-- Provided entries follows --

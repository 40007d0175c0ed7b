use crate::rt::{IsoDoseLayer, StructureLayer};
use std::fmt;
use std::sync::Arc;

/// The two fixed branches under the hidden root.
#[derive(Debug, Clone, Copy, PartialEq, Eq, Hash)]
pub enum Branch {
    Structures,
    IsoDoses,
}

impl Branch {
    pub const ALL: [Branch; 2] = [Branch::Structures, Branch::IsoDoses];

    pub fn label(self) -> &'static str {
        match self {
            Branch::Structures => "Structures",
            Branch::IsoDoses => "Isodoses",
        }
    }
}

/// Address of a node.
///
/// Leaf ids carry the generation of their branch, so an id captured before
/// a rebuild no longer resolves afterwards.
#[derive(Debug, Clone, Copy, PartialEq, Eq, Hash)]
pub enum NodeId {
    Root,
    Branch(Branch),
    Leaf {
        branch: Branch,
        index: usize,
        generation: u32,
    },
}

#[derive(Debug, Clone, PartialEq)]
pub enum LeafPayload {
    Structure(Arc<StructureLayer>),
    IsoDose(Arc<IsoDoseLayer>),
}

impl fmt::Display for LeafPayload {
    fn fmt(&self, f: &mut fmt::Formatter<'_>) -> fmt::Result {
        match self {
            LeafPayload::Structure(layer) => write!(f, "{layer}"),
            LeafPayload::IsoDose(layer) => write!(f, "{layer}"),
        }
    }
}

/// Emitted once per user toggle.
#[derive(Debug, Clone, Copy, PartialEq, Eq)]
pub struct TreeCheckEvent {
    pub node: NodeId,
    pub checked: bool,
    pub parent: Option<NodeId>,
}

#[derive(Debug, Clone)]
struct LeafNode {
    payload: LeafPayload,
    checked: bool,
}

#[derive(Debug, Clone, Default)]
struct BranchNode {
    checked: bool,
    generation: u32,
    leaves: Vec<LeafNode>,
}

type CheckListener = Box<dyn FnMut(&TreeCheckEvent)>;

/// Checkable two-branch tree of structure and isodose layers.
///
/// Checking is independent per node: a branch state does not propagate to
/// its leaves and leaves do not aggregate into their branch.
pub struct SelectionTree {
    root_checked: bool,
    structures: BranchNode,
    iso_doses: BranchNode,
    listeners: Vec<CheckListener>,
}

impl fmt::Debug for SelectionTree {
    fn fmt(&self, f: &mut fmt::Formatter<'_>) -> fmt::Result {
        f.debug_struct("SelectionTree")
            .field("root_checked", &self.root_checked)
            .field("structures", &self.structures)
            .field("iso_doses", &self.iso_doses)
            .field("listeners", &self.listeners.len())
            .finish()
    }
}

impl Default for SelectionTree {
    fn default() -> Self {
        Self::new()
    }
}

impl SelectionTree {
    pub fn new() -> Self {
        Self {
            root_checked: true,
            structures: BranchNode::default(),
            iso_doses: BranchNode::default(),
            listeners: Vec::new(),
        }
    }

    /// Registers a callback for user toggles.
    pub fn on_check(&mut self, listener: impl FnMut(&TreeCheckEvent) + 'static) {
        self.listeners.push(Box::new(listener));
    }

    /// Replaces the leaves of each branch whose argument is `Some`.
    ///
    /// A rebuilt branch is checked and its new leaves are unchecked. No
    /// listener is notified.
    pub fn rebuild(
        &mut self,
        structures: Option<&[Arc<StructureLayer>]>,
        iso_doses: Option<&[Arc<IsoDoseLayer>]>,
    ) {
        if let Some(layers) = structures {
            self.replace_leaves(
                Branch::Structures,
                layers
                    .iter()
                    .map(|layer| LeafPayload::Structure(Arc::clone(layer)))
                    .collect(),
            );
        }
        if let Some(layers) = iso_doses {
            self.replace_leaves(
                Branch::IsoDoses,
                layers
                    .iter()
                    .map(|layer| LeafPayload::IsoDose(Arc::clone(layer)))
                    .collect(),
            );
        }
    }

    /// Empties `branch` and leaves it unchecked. No listener is notified.
    pub fn disable(&mut self, branch: Branch) {
        self.replace_leaves(branch, Vec::new());
        self.set_checked(NodeId::Branch(branch), false);
    }

    /// Drops every leaf of both branches.
    pub fn clear(&mut self) {
        for branch in Branch::ALL {
            let node = self.branch_mut(branch);
            node.leaves.clear();
            node.generation = node.generation.wrapping_add(1);
        }
    }

    fn replace_leaves(&mut self, branch: Branch, payloads: Vec<LeafPayload>) {
        let node = self.branch_mut(branch);
        node.generation = node.generation.wrapping_add(1);
        node.leaves = payloads
            .into_iter()
            .map(|payload| LeafNode {
                payload,
                checked: false,
            })
            .collect();
        self.set_checked(NodeId::Branch(branch), true);

        log::debug!(
            "Rebuilt {} branch with {} leaves",
            branch.label(),
            self.leaf_count(branch)
        );
    }

    /// Silent check state change, reserved for rebuilds.
    fn set_checked(&mut self, node: NodeId, checked: bool) -> bool {
        match self.state_mut(node) {
            Some(state) => {
                *state = checked;
                true
            }
            None => false,
        }
    }

    /// User toggle. Notifies listeners and returns the event when the node
    /// exists, is not the root, and its state actually changes.
    pub fn toggle(&mut self, node: NodeId, checked: bool) -> Option<TreeCheckEvent> {
        if node == NodeId::Root {
            return None;
        }
        let state = self.state_mut(node)?;
        if *state == checked {
            return None;
        }
        *state = checked;

        let event = TreeCheckEvent {
            node,
            checked,
            parent: self.parent(node),
        };
        for listener in &mut self.listeners {
            listener(&event);
        }
        Some(event)
    }

    pub fn is_checked(&self, node: NodeId) -> bool {
        match node {
            NodeId::Root => self.root_checked,
            NodeId::Branch(branch) => self.branch(branch).checked,
            NodeId::Leaf { .. } => self.leaf(node).is_some_and(|leaf| leaf.checked),
        }
    }

    #[cfg(test)]
    pub fn contains(&self, node: NodeId) -> bool {
        match node {
            NodeId::Root | NodeId::Branch(_) => true,
            NodeId::Leaf { .. } => self.leaf(node).is_some(),
        }
    }

    pub fn parent(&self, node: NodeId) -> Option<NodeId> {
        match node {
            NodeId::Root => None,
            NodeId::Branch(_) => Some(NodeId::Root),
            NodeId::Leaf { branch, .. } => Some(NodeId::Branch(branch)),
        }
    }

    #[cfg(test)]
    pub fn payload(&self, node: NodeId) -> Option<&LeafPayload> {
        self.leaf(node).map(|leaf| &leaf.payload)
    }

    /// Leaves of `branch` in display order with their ids and check state.
    pub fn leaves(&self, branch: Branch) -> impl Iterator<Item = (NodeId, &LeafPayload, bool)> {
        let node = self.branch(branch);
        node.leaves.iter().enumerate().map(move |(index, leaf)| {
            (
                NodeId::Leaf {
                    branch,
                    index,
                    generation: node.generation,
                },
                &leaf.payload,
                leaf.checked,
            )
        })
    }

    pub fn leaf_count(&self, branch: Branch) -> usize {
        self.branch(branch).leaves.len()
    }

    fn branch(&self, branch: Branch) -> &BranchNode {
        match branch {
            Branch::Structures => &self.structures,
            Branch::IsoDoses => &self.iso_doses,
        }
    }

    fn branch_mut(&mut self, branch: Branch) -> &mut BranchNode {
        match branch {
            Branch::Structures => &mut self.structures,
            Branch::IsoDoses => &mut self.iso_doses,
        }
    }

    fn leaf(&self, node: NodeId) -> Option<&LeafNode> {
        let NodeId::Leaf {
            branch,
            index,
            generation,
        } = node
        else {
            return None;
        };
        let parent = self.branch(branch);
        if parent.generation != generation {
            return None;
        }
        parent.leaves.get(index)
    }

    fn state_mut(&mut self, node: NodeId) -> Option<&mut bool> {
        match node {
            NodeId::Root => Some(&mut self.root_checked),
            NodeId::Branch(branch) => Some(&mut self.branch_mut(branch).checked),
            NodeId::Leaf {
                branch,
                index,
                generation,
            } => {
                let parent = self.branch_mut(branch);
                if parent.generation != generation {
                    return None;
                }
                parent.leaves.get_mut(index).map(|leaf| &mut leaf.checked)
            }
        }
    }
}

-- Provided entries concluded --

_What you should do_: Your task is to quote the lines above, beginning with the first and ending with the one that holds "pub const ALL: [Branch;".

_Your response_:
repository 40007d0175c0ed7b
use crate::rt::{IsoDoseLayer, StructureLayer};
use std::fmt;
use std::sync::Arc;

/// The two fixed branches under the hidden root.
#[derive(Debug, Clone, Copy, PartialEq, Eq, Hash)]
pub enum Branch {
    Structures,
    IsoDoses,
}

impl Branch {
    pub const ALL: [Branch; 2] = [Branch::Structures, Branch::IsoDoses];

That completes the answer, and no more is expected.